Потом туман уже сгустился так, что я перестала видеть даже собственные сапоги.
И в этом тумане раздался громкий, исполненный ужаса крик.
10
Кричал один из разбойников.
– Да чтоб тебя! – главарь тут же выпустил мой ворот из своей горсти и быстро распрямился. – Что за дрянь тут творится?! Сумарь, чего ты орешь?!
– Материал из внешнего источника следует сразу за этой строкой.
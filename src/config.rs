use anyhow::{Context, Result};
use serde::Deserialize;
use std::path::Path;

use concierge_core::models::SourceKind;

#[derive(Debug, Deserialize, Clone)]
pub struct Config {
    pub server: ServerConfig,
    #[serde(default)]
    pub orchestrator: OrchestratorConfig,
    #[serde(default)]
    pub sources: SourcesConfig,
}

#[derive(Debug, Deserialize, Clone)]
pub struct ServerConfig {
    pub bind: String,
}

#[derive(Debug, Deserialize, Clone)]
pub struct OrchestratorConfig {
    /// Upper bound on any single source call; a timeout counts as a failure.
    #[serde(default = "default_source_timeout_secs")]
    pub source_timeout_secs: u64,
    /// Number of recent user messages folded into the conversation context.
    #[serde(default = "default_context_window")]
    pub context_window: usize,
}

impl Default for OrchestratorConfig {
    fn default() -> Self {
        Self {
            source_timeout_secs: 20,
            context_window: 5,
        }
    }
}

fn default_source_timeout_secs() -> u64 {
    20
}
fn default_context_window() -> usize {
    5
}

#[derive(Debug, Deserialize, Clone, Default)]
pub struct SourcesConfig {
    pub general_knowledge: Option<GeneralKnowledgeConfig>,
    pub real_time_hotels: Option<HttpSourceConfig>,
    pub directory: Option<HttpSourceConfig>,
    pub local_content: Option<HttpSourceConfig>,
}

impl SourcesConfig {
    pub fn is_configured(&self, kind: SourceKind) -> bool {
        match kind {
            SourceKind::GeneralKnowledge => self.general_knowledge.is_some(),
            SourceKind::RealTimeHotels => self.real_time_hotels.is_some(),
            SourceKind::LocalHotelDirectory => self.directory.is_some(),
            SourceKind::LocalContent => self.local_content.is_some(),
        }
    }
}

/// OpenAI-compatible chat completions endpoint.
#[derive(Debug, Deserialize, Clone)]
pub struct GeneralKnowledgeConfig {
    #[serde(default = "default_base_url")]
    pub base_url: String,
    pub model: String,
    #[serde(default = "default_llm_key_env")]
    pub api_key_env: String,
    #[serde(default = "default_temperature")]
    pub temperature: f32,
    #[serde(default = "default_max_tokens")]
    pub max_tokens: u32,
    #[serde(default = "default_max_retries")]
    pub max_retries: u32,
    /// Connect timeout and longest silence between streamed chunks. The
    /// whole stream is bounded by `orchestrator.source_timeout_secs`.
    #[serde(default = "default_timeout_secs")]
    pub timeout_secs: u64,
}

fn default_base_url() -> String {
    "https://api.openai.com/v1".to_string()
}
fn default_llm_key_env() -> String {
    "OPENAI_API_KEY".to_string()
}
fn default_temperature() -> f32 {
    0.7
}
fn default_max_tokens() -> u32 {
    800
}

/// A JSON-over-HTTP backend (hotel availability, directory, content).
#[derive(Debug, Deserialize, Clone)]
pub struct HttpSourceConfig {
    pub url: String,
    /// Environment variable holding the API key; omitted means no auth.
    #[serde(default)]
    pub api_key_env: Option<String>,
    #[serde(default = "default_max_retries")]
    pub max_retries: u32,
    #[serde(default = "default_timeout_secs")]
    pub timeout_secs: u64,
}

impl HttpSourceConfig {
    /// Resolve the API key from the environment, if one is configured.
    pub fn api_key(&self) -> Result<Option<String>> {
        match &self.api_key_env {
            Some(var) => std::env::var(var)
                .map(Some)
                .with_context(|| format!("{} environment variable not set", var)),
            None => Ok(None),
        }
    }
}

fn default_max_retries() -> u32 {
    2
}
fn default_timeout_secs() -> u64 {
    15
}

impl Config {
    /// Config with no sources, used by offline commands when no file exists.
    pub fn minimal() -> Self {
        Self {
            server: ServerConfig {
                bind: "127.0.0.1:7340".to_string(),
            },
            orchestrator: OrchestratorConfig::default(),
            sources: SourcesConfig::default(),
        }
    }
}

pub fn load_config(path: &Path) -> Result<Config> {
    let content = std::fs::read_to_string(path)
        .with_context(|| format!("Failed to read config file: {}", path.display()))?;

    let config: Config = toml::from_str(&content).with_context(|| "Failed to parse config file")?;
    validate(&config)?;
    Ok(config)
}

fn validate(config: &Config) -> Result<()> {
    if config.orchestrator.source_timeout_secs == 0 {
        anyhow::bail!("orchestrator.source_timeout_secs must be > 0");
    }
    if config.orchestrator.context_window == 0 {
        anyhow::bail!("orchestrator.context_window must be >= 1");
    }

    if let Some(gk) = &config.sources.general_knowledge {
        if gk.model.trim().is_empty() {
            anyhow::bail!("sources.general_knowledge.model must not be empty");
        }
        if !(0.0..=2.0).contains(&gk.temperature) {
            anyhow::bail!("sources.general_knowledge.temperature must be in [0.0, 2.0]");
        }
        check_url("sources.general_knowledge.base_url", &gk.base_url)?;
    }

    let http_sources = [
        ("sources.real_time_hotels", &config.sources.real_time_hotels),
        ("sources.directory", &config.sources.directory),
        ("sources.local_content", &config.sources.local_content),
    ];
    for (name, source) in http_sources {
        if let Some(src) = source {
            check_url(&format!("{}.url", name), &src.url)?;
        }
    }

    Ok(())
}

fn check_url(field: &str, url: &str) -> Result<()> {
    if !(url.starts_with("http://") || url.starts_with("https://")) {
        anyhow::bail!("{} must be an http(s) URL, got '{}'", field, url);
    }
    Ok(())
}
Никто ему на ответил, зато с другой стороны раздался тихий стон и жалобное поскуливание. Потом закричал еще кто-то. Послышалось испуганное ржание лошадей и стук копыт, как будто они все разом разбежались кто куда. Топот ног я услыхала тоже, равно, как и удар от падения на землю. Не видно было вообще ничего – молочно-сизая пелена окутала мир, словно где-то там снаружи сидел огромный паук, а мы все оказались в надежном коконе из его паутины. Зато страх стал почти осязаемым – я чувствовала его кожей, и волосы шевелились у меня на загривке. Вот только этот страх словно касался меня лишь краем, дышал в спину, но не трогал. Зато с умом происходило что-то странное – я осознавала все происходящее, понимала, что мне нужно поскорее найти своего ребенка, покуда с ним ничего не случилось, но думала я об этом отстраненно, словно все происходящее было сном... к тому же не обо мне, а о какой-то другой девчонке. Да и тело по-прежнему оставалось тяжелым, чужим. И потому, вместо того, чтобы встать, я так и продолжала сидеть, таращась в молочную пелену. Пока мир вокруг сходил с ума, оглушал меня криками, бранью и непонятными звуками ударов сама я словно стала частью этого тумана, завернулась в него, укрываясь от страха и боли...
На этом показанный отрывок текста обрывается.